Information about a country's population, growth, its characteristics, how and where people live and its physical resources is vital to plan, formulate and implement policy. In order to collect such data, fill in the gaps and do analysis, governments need capacity and skills in demographic and statistical methods.

There have been significant improvements in the collection and analysis of data on population, youth, gender and sexual and reproductive health in Turkey. However, there is still limited data specific to the most vulnerable populations which hampers the process of development of evidence-based policies and programmes targeting these population groups.

In the context of the 6th Country Programme (2016-2020), UNFPA in Turkey is working with the Government, universities and civil society in order to provide in depth data analysis and evidence based policy formulation on population dynamics, sexual and reproductive health, gender equality and humanitarian issues.

Guided by the principles of International Conference on Population and Development (ICPD) Programme of Action, ICPD Beyond 2014 Framework and Sustainable Development Goals (SDGs) and targets, UNFPA advocates for, engages in policy dialogue and provides technical assistance in: 

i) generating data, impact analysis, dissemination and use for informed policy development on population dynamics, sexual and reproductive health, ageing, youth and gender, with particular focus on vulnerable groups;

ii) strengthening institutions and partnerships for evidence based policy making;

iii) strengthening national institutions and civil society for promotion of the UNFPA mandate in the 2030 Development Agenda.

Population Trends

Turkey is the 18th most populous country in the world and the second in Europe with a population of around 79 million[1][2]. With almost 3 million people living under temporary protection in Turkey due to the Syrian crisis, the total population residing in the country exceeds 82 million[3].

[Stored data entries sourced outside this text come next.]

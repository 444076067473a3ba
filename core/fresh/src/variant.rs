//! Variant aware tag selection for container images.
//!
//! Image tags embed a semantic version inside arbitrary framing, for example
//! `1.20-alpine` or `v2.1.0-ls123`. The framing is the tag's *variant*: only
//! candidate tags with the same `(prefix, suffix)` around their version are
//! comparable upgrades for a deployed tag.
use once_cell::sync::Lazy;
use regex::Regex;

use crate::semver::Version;

/// Sentinel reported when no freshness information is available.
pub const UNKNOWN: &str = "-";

/// Matches the earliest embedded `major.minor[.patch]` substring in a tag.
static EMBEDDED_VERSION: Lazy<Regex> = Lazy::new(|| {
    Regex::new(r"^(.*?)(\d+\.\d+(?:\.\d+)?)(.*)$").expect("EMBEDDED_VERSION regex must compile")
});

/// A tag split around its embedded semantic version.
#[derive(Clone, Debug, Eq, PartialEq)]
pub struct TagVariant {
    pub prefix: String,
    pub version: Version,
    pub suffix: String,
}

impl TagVariant {
    /// Split a tag around its embedded version, if it has one.
    pub fn parse(tag: &str) -> Option<TagVariant> {
        let captures = EMBEDDED_VERSION.captures(tag)?;
        let version = Version::parse(&captures[2])?;
        Some(TagVariant {
            prefix: captures[1].to_string(),
            version,
            suffix: captures[3].to_string(),
        })
    }

    /// Whether another tag shares this tag's framing.
    fn same_variant(&self, other: &TagVariant) -> bool {
        self.prefix == other.prefix && self.suffix == other.suffix
    }
}

/// Pick the highest candidate tag sharing the deployed tag's variant.
///
/// Candidates with a pre-release segment never compete: the segment lands in
/// their suffix (`1.1.0-rc1` frames as suffix `-rc1`), so the exact variant
/// match already excludes them. When no candidate beats the deployed tag the
/// deployed tag is returned; when the deployed tag embeds no version at all
/// the [`UNKNOWN`] sentinel is.
pub fn highest_matching_tag(deployed: &str, candidates: &[String]) -> String {
    let deployed_variant = match TagVariant::parse(deployed) {
        Some(variant) => variant,
        None => return UNKNOWN.to_string(),
    };

    let mut best_tag = deployed.to_string();
    let mut best_version = deployed_variant.version.clone();
    for candidate in candidates {
        let variant = match TagVariant::parse(candidate) {
            Some(variant) => variant,
            None => continue,
        };
        if !variant.same_variant(&deployed_variant) {
            continue;
        }
        if variant.version > best_version {
            best_version = variant.version;
            best_tag = candidate.clone();
        }
    }
    best_tag
}

#[cfg(test)]
mod tests {
    use super::highest_matching_tag;
    use super::TagVariant;
    use super::UNKNOWN;

    fn tags(tags: &[&str]) -> Vec<String> {
        tags.iter().map(|tag| tag.to_string()).collect()
    }

    #[test]
    fn variant_split() {
        let variant = TagVariant::parse("v1.2.3-alpine").unwrap();
        assert_eq!(variant.prefix, "v");
        assert_eq!(variant.suffix, "-alpine");
        assert_eq!(
            (variant.version.major, variant.version.minor, variant.version.patch),
            (1, 2, 3),
        );
        assert!(TagVariant::parse("latest").is_none());
    }

    #[test]
    fn same_variant_preferred() {
        let result = highest_matching_tag(
            "1.20-alpine",
            &tags(&["1.21-alpine", "1.21", "1.22-slim"]),
        );
        assert_eq!(result, "1.21-alpine");
    }

    // A pre-release segment frames as part of the suffix, so the variant
    // match keeps such candidates away from release tags.
    #[test]
    fn prerelease_candidates_skipped() {
        let result = highest_matching_tag("1.0.0", &tags(&["1.0.1", "1.1.0-rc1"]));
        assert_eq!(result, "1.0.1");
    }

    #[test]
    fn prerelease_deployed_tag_stays_in_its_line() {
        let result = highest_matching_tag("1.0.0-rc1", &tags(&["1.0.0", "1.0.1"]));
        assert_eq!(result, "1.0.0-rc1");
    }

    #[test]
    fn no_upgrade_returns_deployed() {
        let result = highest_matching_tag("2.5.0", &tags(&["2.4.0", "1.0.0"]));
        assert_eq!(result, "2.5.0");
    }

    #[test]
    fn versionless_tag_is_unknown() {
        assert_eq!(highest_matching_tag("latest", &tags(&["1.0.0"])), UNKNOWN);
    }

    #[test]
    fn prefixed_variants_stay_separate() {
        let result = highest_matching_tag("v1.4.0", &tags(&["1.6.0", "v1.5.0"]));
        assert_eq!(result, "v1.5.0");
    }

    #[test]
    fn two_component_versions_compared() {
        let result = highest_matching_tag("1.25", &tags(&["1.26", "1.9"]));
        assert_eq!(result, "1.26");
    }
}
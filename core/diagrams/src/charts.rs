//! Helm release table with deployed and latest chart versions.
use serde::Serialize;

use clustermap_fresh::ChartsCache;
use clustermap_fresh::Version;
use clustermap_fresh::UNKNOWN;
use clustermap_models::DiagramArtifact;
use clustermap_models::DiagramKind;
use clustermap_models::Snapshot;

#[derive(Debug, Serialize)]
struct ChartRow {
    cluster: String,
    namespace: String,
    name: String,
    chart: String,
    version: String,
    app_version: String,
    repository: String,
    latest: String,
    outdated: bool,
}

/// Render the Helm releases table.
pub fn generate(snapshot: &Snapshot, cache: &ChartsCache) -> DiagramArtifact {
    if snapshot.helm_releases.is_empty() {
        return crate::placeholder(
            "charts",
            "Helm Releases",
            "No Helm releases discovered yet.",
        );
    }

    let mut rows: Vec<ChartRow> = snapshot
        .helm_releases
        .iter()
        .map(|release| {
            // Resolve the release's chart source within the same cluster.
            let repository = snapshot
                .helm_repositories
                .iter()
                .find(|repository| {
                    repository.cluster == release.cluster
                        && repository.namespace == release.source_namespace
                        && repository.name == release.source_name
                })
                .map(|repository| repository.url.clone())
                .unwrap_or_default();
            let latest = if repository.is_empty() {
                UNKNOWN.to_string()
            } else {
                cache.latest(&repository, &release.chart)
            };
            let outdated = is_outdated(&release.version, &latest);
            ChartRow {
                cluster: release.cluster.clone(),
                namespace: release.namespace.clone(),
                name: release.name.clone(),
                chart: release.chart.clone(),
                version: release.version.clone(),
                app_version: release.app_version.clone(),
                repository,
                latest,
                outdated,
            }
        })
        .collect();
    rows.sort_by(|a, b| {
        (&a.cluster, &a.namespace, &a.name).cmp(&(&b.cluster, &b.namespace, &b.name))
    });

    let content = serde_json::to_string(&rows).expect("chart rows must serialise");
    DiagramArtifact::new("charts", "Helm Releases", DiagramKind::Table, content)
}

/// Whether the latest known version is newer than the deployed one.
fn is_outdated(deployed: &str, latest: &str) -> bool {
    if latest == UNKNOWN {
        return false;
    }
    match (Version::parse(deployed), Version::parse(latest)) {
        (Some(deployed), Some(latest)) => latest > deployed,
        _ => deployed != latest,
    }
}

#[cfg(test)]
mod tests {
    use clustermap_fresh::ChartsCache;
    use clustermap_fresh::RegistryClient;
    use clustermap_models::DiagramKind;
    use clustermap_models::HelmRelease;
    use clustermap_models::HelmRepository;
    use clustermap_models::RepositoryKind;
    use clustermap_models::Snapshot;

    use super::generate;
    use super::is_outdated;

    fn cache() -> ChartsCache {
        ChartsCache::new(
            RegistryClient::new().unwrap(),
            String::new(),
            std::time::Duration::from_secs(300),
        )
    }

    #[test]
    fn outdated_comparison() {
        assert!(is_outdated("5.1.0", "5.2.0"));
        assert!(!is_outdated("5.2.0", "5.2.0"));
        assert!(!is_outdated("5.2.0", "5.1.0"));
        assert!(!is_outdated("5.2.0", "-"));
        // Unparseable versions fall back to inequality.
        assert!(is_outdated("2024-05", "2024-06"));
    }

    #[test]
    fn rows_carry_sentinels_without_freshness_data() {
        let mut snapshot = Snapshot::default();
        snapshot.helm_releases.push(HelmRelease {
            cluster: "Homelab".into(),
            namespace: "storage".into(),
            name: "minio".into(),
            chart: "minio".into(),
            version: "5.2.0".into(),
            app_version: "RELEASE.2024".into(),
            source_name: "minio-charts".into(),
            source_namespace: "flux-system".into(),
        });
        snapshot.helm_repositories.push(HelmRepository {
            cluster: "Homelab".into(),
            namespace: "flux-system".into(),
            name: "minio-charts".into(),
            url: "https://charts.min.io".into(),
            kind: RepositoryKind::Default,
        });

        let artifact = generate(&snapshot, &cache());
        assert_eq!(artifact.kind, DiagramKind::Table);
        let rows: serde_json::Value = serde_json::from_str(&artifact.content).unwrap();
        assert_eq!(rows[0]["repository"], "https://charts.min.io");
        assert_eq!(rows[0]["latest"], "-");
        assert_eq!(rows[0]["outdated"], false);
    }

    #[test]
    fn missing_repository_is_sentinel() {
        let mut snapshot = Snapshot::default();
        snapshot.helm_releases.push(HelmRelease {
            cluster: "Homelab".into(),
            namespace: "storage".into(),
            name: "orphan".into(),
            chart: "orphan".into(),
            version: "1.0.0".into(),
            ..HelmRelease::default()
        });
        let artifact = generate(&snapshot, &cache());
        let rows: serde_json::Value = serde_json::from_str(&artifact.content).unwrap();
        assert_eq!(rows[0]["repository"], "");
        assert_eq!(rows[0]["latest"], "-");
    }

    #[test]
    fn empty_releases_render_placeholder() {
        let artifact = generate(&Snapshot::default(), &cache());
        assert_eq!(artifact.kind, DiagramKind::Markdown);
    }
}
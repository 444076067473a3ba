//! Load configuration from files.
use std::fs::File;
use std::path::PathBuf;

use anyhow::Context;
use anyhow::Result;

use crate::Conf;

/// Errors handling clustermap configuration.
#[derive(Debug, thiserror::Error)]
pub enum Error {
    /// Unable to decode configuration from file at the given path.
    #[error("unable to decode configuration from file at '{0}'")]
    // (path,)
    Decode(String),

    /// Unable to read configuration file at the given path.
    #[error("unable to read configuration file at '{0}'")]
    // (path,)
    Open(String),
}

/// Load process configuration from the specified path.
///
/// A missing file is not an error: the service runs with built-in defaults
/// (in-cluster credentials, port 8080). Unreadable or invalid files are fatal.
pub fn load(path: &str) -> Result<Conf> {
    if !PathBuf::from(path).exists() {
        return Ok(Conf::default());
    }

    let file = File::open(path).with_context(|| Error::Open(path.into()))?;
    let conf = serde_yaml::from_reader(file).with_context(|| Error::Decode(path.into()))?;
    Ok(conf)
}

#[cfg(test)]
mod tests {
    use super::load;

    #[test]
    fn missing_file_uses_defaults() {
        let conf = load("/definitely/not/a/clustermap.yaml").unwrap();
        assert_eq!(conf, crate::Conf::default());
    }
}
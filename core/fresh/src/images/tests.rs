use clustermap_context::Context;
use clustermap_models::ImageRef;

use crate::registry::RegistryClient;

use super::ImagesCache;

fn image(server: &mockito::ServerGuard, repository: &str, tag: &str) -> ImageRef {
    ImageRef {
        registry: server.host_with_port(),
        repository: repository.to_string(),
        tag: tag.to_string(),
    }
}

#[tokio::test]
async fn variant_aware_resolution() {
    let mut server = mockito::Server::new_async().await;
    server
        .mock("GET", "/v2/library/nginx/tags/list")
        .match_query(mockito::Matcher::Any)
        .with_status(200)
        .with_body(r#"{"tags":["1.20-alpine","1.21-alpine","1.21","1.22-slim"]}"#)
        .expect(1)
        .create_async()
        .await;

    let cache = ImagesCache::new(RegistryClient::insecure().unwrap());
    let context = Context::fixture();
    let deployed = image(&server, "library/nginx", "1.20-alpine");
    cache.check(&context, vec![deployed.clone()]).await;
    assert_eq!(cache.latest(&deployed), "1.21-alpine");
}

#[tokio::test]
async fn repository_queried_once_for_multiple_tags() {
    let mut server = mockito::Server::new_async().await;
    let mock = server
        .mock("GET", "/v2/library/nginx/tags/list")
        .match_query(mockito::Matcher::Any)
        .with_status(200)
        .with_body(r#"{"tags":["1.20","1.21","1.20-alpine","1.21-alpine"]}"#)
        .expect(1)
        .create_async()
        .await;

    let cache = ImagesCache::new(RegistryClient::insecure().unwrap());
    let context = Context::fixture();
    let plain = image(&server, "library/nginx", "1.20");
    let alpine = image(&server, "library/nginx", "1.20-alpine");
    cache.check(&context, vec![plain.clone(), alpine.clone()]).await;

    assert_eq!(cache.latest(&plain), "1.21");
    assert_eq!(cache.latest(&alpine), "1.21-alpine");
    mock.assert_async().await;
}

#[tokio::test]
async fn versionless_tag_resolves_to_sentinel() {
    let mut server = mockito::Server::new_async().await;
    server
        .mock("GET", "/v2/library/caddy/tags/list")
        .match_query(mockito::Matcher::Any)
        .with_status(200)
        .with_body(r#"{"tags":["latest","2.8.4"]}"#)
        .create_async()
        .await;

    let cache = ImagesCache::new(RegistryClient::insecure().unwrap());
    let context = Context::fixture();
    let deployed = image(&server, "library/caddy", "latest");
    cache.check(&context, vec![deployed.clone()]).await;
    assert_eq!(cache.latest(&deployed), "-");
}

#[tokio::test]
async fn rate_limited_host_sentinels_all_tags() {
    let mut server = mockito::Server::new_async().await;
    let first = server
        .mock("GET", "/v2/org/alpha/tags/list")
        .match_query(mockito::Matcher::Any)
        .with_status(429)
        .expect(1)
        .create_async()
        .await;
    let second = server
        .mock("GET", "/v2/org/beta/tags/list")
        .match_query(mockito::Matcher::Any)
        .with_status(200)
        .with_body(r#"{"tags":["9.9.9"]}"#)
        .expect(0)
        .create_async()
        .await;

    let cache = ImagesCache::new(RegistryClient::insecure().unwrap());
    let context = Context::fixture();
    let alpha = image(&server, "org/alpha", "1.0.0");
    let beta = image(&server, "org/beta", "1.0.0");
    cache.check(&context, vec![alpha.clone(), beta.clone()]).await;

    assert_eq!(cache.latest(&alpha), "-");
    assert_eq!(cache.latest(&beta), "-");
    first.assert_async().await;
    second.assert_async().await;
}

#[tokio::test]
async fn gate_holds_between_checks() {
    let mut server = mockito::Server::new_async().await;
    let mock = server
        .mock("GET", "/v2/org/app/tags/list")
        .match_query(mockito::Matcher::Any)
        .with_status(200)
        .with_body(r#"{"tags":["1.0.1"]}"#)
        .expect(1)
        .create_async()
        .await;

    let cache = ImagesCache::new(RegistryClient::insecure().unwrap());
    let context = Context::fixture();
    let deployed = image(&server, "org/app", "1.0.0");
    cache.check(&context, vec![deployed.clone()]).await;
    cache.check(&context, vec![deployed.clone()]).await;
    assert_eq!(cache.latest(&deployed), "1.0.1");
    mock.assert_async().await;
}

#[tokio::test]
async fn unknown_image_reads_sentinel() {
    let cache = ImagesCache::new(RegistryClient::insecure().unwrap());
    let image = ImageRef::parse("ghcr.io/org/never-checked:1.0.0");
    assert_eq!(cache.latest(&image), "-");
}
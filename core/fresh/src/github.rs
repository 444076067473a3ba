//! Latest release lookups against the GitHub Releases API.
use std::time::Duration;

use anyhow::Context as AnyContext;
use anyhow::Result;
use reqwest::Client;
use reqwest::StatusCode;
use serde::Deserialize;

use clustermap_context::Context;

use crate::registry::send_with_cancel;

/// String set as the user agent in HTTP requests (GitHub rejects anonymous ones).
static CLIENT_USER_AGENT: &str = concat!(env!("CARGO_PKG_NAME"), "/", env!("CARGO_PKG_VERSION"));

#[derive(Debug, Deserialize)]
struct Release {
    tag_name: String,
    #[serde(default)]
    prerelease: bool,
}

/// Client for the GitHub Releases API.
pub struct GithubClient {
    base: String,
    http: Client,
}

impl GithubClient {
    /// Initialise a client against the public GitHub API.
    pub fn new() -> Result<GithubClient> {
        GithubClient::with_base("https://api.github.com")
    }

    /// Initialise a client against a custom API base URL.
    pub fn with_base<S>(base: S) -> Result<GithubClient>
    where
        S: Into<String>,
    {
        let http = Client::builder()
            .user_agent(CLIENT_USER_AGENT)
            .timeout(Duration::from_secs(30))
            .build()
            .context("unable to initialise GitHub HTTP client")?;
        Ok(GithubClient {
            base: base.into(),
            http,
        })
    }

    /// Tag of the latest published release of a repository.
    pub async fn latest_release(&self, context: &Context, repo: &str) -> Result<Option<String>> {
        let url = format!("{}/repos/{}/releases/latest", self.base, repo);
        let request = self.http.get(&url);
        let response = send_with_cancel(context, request).await?;
        if response.status() == StatusCode::NOT_FOUND {
            return Ok(None);
        }
        let status = response.status();
        if !status.is_success() {
            anyhow::bail!("GitHub API responded with status {} for '{}'", status, repo);
        }
        let release: Release = response.json().await?;
        Ok(Some(release.tag_name))
    }

    /// Tags of the most recent releases of a repository, skipping pre-releases.
    pub async fn release_tags(&self, context: &Context, repo: &str) -> Result<Vec<String>> {
        let url = format!("{}/repos/{}/releases?per_page=100", self.base, repo);
        let request = self.http.get(&url);
        let response = send_with_cancel(context, request).await?;
        let status = response.status();
        if !status.is_success() {
            anyhow::bail!("GitHub API responded with status {} for '{}'", status, repo);
        }
        let releases: Vec<Release> = response.json().await?;
        let tags = releases
            .into_iter()
            .filter(|release| !release.prerelease)
            .map(|release| release.tag_name)
            .collect();
        Ok(tags)
    }
}
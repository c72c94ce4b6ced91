//! Per-player match state: hand, battlefield, rolled dice, and the die /
//! skill / target assignments attached to battlefield cards for the round.

use rand::Rng;
use serde::{Deserialize, Serialize};
use std::collections::HashMap;

use super::entities::{Card, CardId, CardIdentity, Die, DieFace, HeroCard, PlayerId, Speed};

/// Everything a player has attached to one battlefield card for the coming
/// round. Entries are created on first touch and cleared when the round
/// finishes.
#[derive(Clone, Debug, Default, Deserialize, Eq, PartialEq, Serialize)]
pub struct CardAssignment {
    /// Index into the player's dice pool. One die per card, one card per die.
    pub die_index: Option<usize>,
    /// Face of the assigned die at assignment time.
    pub die_face: Option<DieFace>,
    /// Chosen skill, only settable while the assigned die shows an
    /// elemental face.
    pub skill_index: Option<usize>,
    /// Cards this card will move at. A card with no die still makes a plain
    /// attack at these targets.
    pub targets: Vec<CardId>,
}

/// One participant. The hero is placed on the battlefield at construction
/// and is never removed from it.
#[derive(Clone, Debug)]
pub struct Player {
    pub id: PlayerId,
    hero_id: CardId,
    hand: Vec<Card>,
    battlefield: Vec<Card>,
    dice: Vec<Die>,
    assignments: HashMap<CardId, CardAssignment>,
}

impl Player {
    #[must_use]
    pub fn new(id: PlayerId, hero: HeroCard) -> Self {
        let hero_id = hero.id;
        Self {
            id,
            hero_id,
            hand: Vec::new(),
            battlefield: vec![Card::Hero(hero)],
            dice: Vec::new(),
            assignments: HashMap::new(),
        }
    }

    #[must_use]
    pub const fn hero_id(&self) -> CardId {
        self.hero_id
    }

    /// The hero's current speed; drives the card-laying order.
    #[must_use]
    pub fn hero_speed(&self) -> Speed {
        self.battlefield_card(self.hero_id)
            .and_then(Card::speed)
            .unwrap_or(0)
    }

    #[must_use]
    pub fn hand(&self) -> &[Card] {
        &self.hand
    }

    #[must_use]
    pub fn battlefield(&self) -> &[Card] {
        &self.battlefield
    }

    pub fn battlefield_mut(&mut self) -> &mut [Card] {
        &mut self.battlefield
    }

    #[must_use]
    pub fn dice(&self) -> &[Die] {
        &self.dice
    }

    pub fn draw_to_hand(&mut self, card: Card) {
        self.hand.push(card);
    }

    #[must_use]
    pub fn hand_card(&self, card_id: CardId) -> Option<&Card> {
        self.hand.iter().find(|card| card.id() == card_id)
    }

    /// Zone transfer out of the hand; the caller decides where it goes.
    pub fn take_from_hand(&mut self, card_id: CardId) -> Option<Card> {
        let index = self.hand.iter().position(|card| card.id() == card_id)?;
        Some(self.hand.remove(index))
    }

    pub fn lay_to_battlefield(&mut self, card: Card) {
        self.battlefield.push(card);
    }

    #[must_use]
    pub fn battlefield_card(&self, card_id: CardId) -> Option<&Card> {
        self.battlefield.iter().find(|card| card.id() == card_id)
    }

    pub fn battlefield_card_mut(&mut self, card_id: CardId) -> Option<&mut Card> {
        self.battlefield.iter_mut().find(|card| card.id() == card_id)
    }

    #[must_use]
    pub fn has_battlefield_card(&self, card_id: CardId) -> bool {
        self.battlefield_card(card_id).is_some()
    }

    pub fn remove_from_battlefield(&mut self, card_id: CardId) -> Option<Card> {
        let index = self
            .battlefield
            .iter()
            .position(|card| card.id() == card_id)?;
        Some(self.battlefield.remove(index))
    }

    /// Replace the dice pool with `count` fresh rolls.
    pub fn roll_dice(&mut self, count: usize, rng: &mut impl Rng) {
        self.dice = (0..count).map(|_| Die::roll(rng)).collect();
    }

    /// Reroll the listed dice in place. Refuses the whole batch when any
    /// index is out of bounds.
    pub fn reroll_dice(&mut self, indices: &[usize], rng: &mut impl Rng) -> bool {
        if indices.iter().any(|&index| index >= self.dice.len()) {
            return false;
        }
        for &index in indices {
            self.dice[index] = Die::roll(rng);
        }
        true
    }

    /// Attach a die to a battlefield card. Refuses a card that already has
    /// a die and a die that is already on another card.
    pub fn assign_die(&mut self, card_id: CardId, die_index: usize) -> bool {
        let Some(face) = self.dice.get(die_index).map(|die| die.face) else {
            return false;
        };
        if !self.has_battlefield_card(card_id) {
            return false;
        }
        if self
            .assignments
            .values()
            .any(|assignment| assignment.die_index == Some(die_index))
        {
            return false;
        }
        let assignment = self.assignments.entry(card_id).or_default();
        if assignment.die_index.is_some() {
            return false;
        }
        assignment.die_index = Some(die_index);
        assignment.die_face = Some(face);
        true
    }

    /// Detach the card's die. The skill choice goes with it; targets stay,
    /// since a die-less card still makes a plain attack.
    pub fn unassign_die(&mut self, card_id: CardId) -> bool {
        let Some(assignment) = self.assignments.get_mut(&card_id) else {
            return false;
        };
        if assignment.die_index.is_none() {
            return false;
        }
        assignment.die_index = None;
        assignment.die_face = None;
        assignment.skill_index = None;
        true
    }

    /// Record the skill choice. Legal only while the card's assigned die
    /// shows an elemental face; skill existence is the caller's check.
    pub fn choose_skill(&mut self, card_id: CardId, skill_index: usize) -> bool {
        let Some(assignment) = self.assignments.get_mut(&card_id) else {
            return false;
        };
        if !assignment.die_face.is_some_and(DieFace::is_elemental) {
            return false;
        }
        assignment.skill_index = Some(skill_index);
        true
    }

    /// Add a target to the card's move. Duplicates are refused.
    pub fn assign_target(&mut self, card_id: CardId, target: CardId) -> bool {
        if !self.has_battlefield_card(card_id) {
            return false;
        }
        let assignment = self.assignments.entry(card_id).or_default();
        if assignment.targets.contains(&target) {
            return false;
        }
        assignment.targets.push(target);
        true
    }

    pub fn remove_target(&mut self, card_id: CardId, target: CardId) -> bool {
        let Some(assignment) = self.assignments.get_mut(&card_id) else {
            return false;
        };
        let before = assignment.targets.len();
        assignment.targets.retain(|t| *t != target);
        assignment.targets.len() != before
    }

    #[must_use]
    pub fn assignment(&self, card_id: CardId) -> Option<&CardAssignment> {
        self.assignments.get(&card_id)
    }

    /// Clear everything that lives for a single round: dice and card
    /// assignments. Hand and battlefield carry over.
    pub fn reset_for_round(&mut self) {
        self.dice.clear();
        self.assignments.clear();
    }
}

The fertility has stabilized slightly over the replacement level; child and infant mortality rates have decreased significantly in Turkey over the last decade. Although the population growth has also decreased; total population continues to grow by around one million people each year. The population of Turkey is expected to reach its most populous stage around 2050[4]

Children and young people constitute 41% of Turkey’s population. When compared to EU countries, Turkey is the country with the highest young population with 16.5 per cent. 24 percent of Turkey’s population is under the age of 15; 8 percent is aged 65 and above and 68 percent is between the age of 15-64 (working age population)[5]. Turkey is a country that is undergoing demographic transition period. The one-time opportunity and very important stage to strengthen the investments made in young people is still open in Turkey[6]

Around 6 million people (8% of the population) are above the age of 65 in Turkey. The size of elderly population will increase significantly until 2050 regardless of fertility[7].

[1] United Nations Department of Economic and Social Affairs Population Division. World Population Prospects, the 2015 revision. [accessed: 24.08.2016]

[2] Turkish Statistical Institute. Address-Based Population Registration System 2015. [accessed: 24.08.2016]

[3] Ministry of Interior Directorate General of Migration Management. [accessed: 24.08.2016]

[4] Population Association and UNFPA. (2016). Current Overview of Turkey’s Population. Ankara

[5] Turkish Statistical Institute. Address-Based Population Registration System 2015. [accessed: 24.08.2016]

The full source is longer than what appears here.